Check each line of the listing, and copy it if it contains the word "FormatItem".

=======

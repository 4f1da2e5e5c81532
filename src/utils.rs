use base64::{engine, Engine};
use time::macros::format_description;
use time::{format_description::FormatItem, Duration, OffsetDateTime};

const ISO8601_MILLIS: &[FormatItem<'static>] =
    format_description!("[year]-[month]-[day]T[hour]:[minute]:[second].[subsecond digits:3]Z");

/// Current UTC time truncated to millisecond precision, the resolution we render timestamps with.
pub fn now_millis() -> OffsetDateTime {
    truncate_millis(OffsetDateTime::now_utc())
}

pub fn truncate_millis(t: OffsetDateTime) -> OffsetDateTime {
    t - Duration::nanoseconds(i64::from(t.nanosecond() % 1_000_000))
}

/// A timestamp strictly after `prev`, preferring the current time.
pub fn next_after(prev: Option<OffsetDateTime>) -> OffsetDateTime {
    let now = now_millis();
    match prev {
        Some(prev) if now <= prev => prev + Duration::milliseconds(1),
        _ => now,
    }
}

/// ISO-8601 rendering in UTC, e.g. `2024-05-01T12:00:00.123Z`.
pub fn iso8601(t: OffsetDateTime) -> String {
    t.to_offset(time::UtcOffset::UTC)
        .format(ISO8601_MILLIS)
        .unwrap_or_else(|_| t.unix_timestamp().to_string())
}

pub fn b64_decode(enc: &str) -> Result<Vec<u8>, base64::DecodeError> {
    engine::general_purpose::STANDARD.decode(enc.trim())
}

=======

# Output of the task:
use time::{format_description::FormatItem, Duration, OffsetDateTime};
const ISO8601_MILLIS: &[FormatItem<'static>] =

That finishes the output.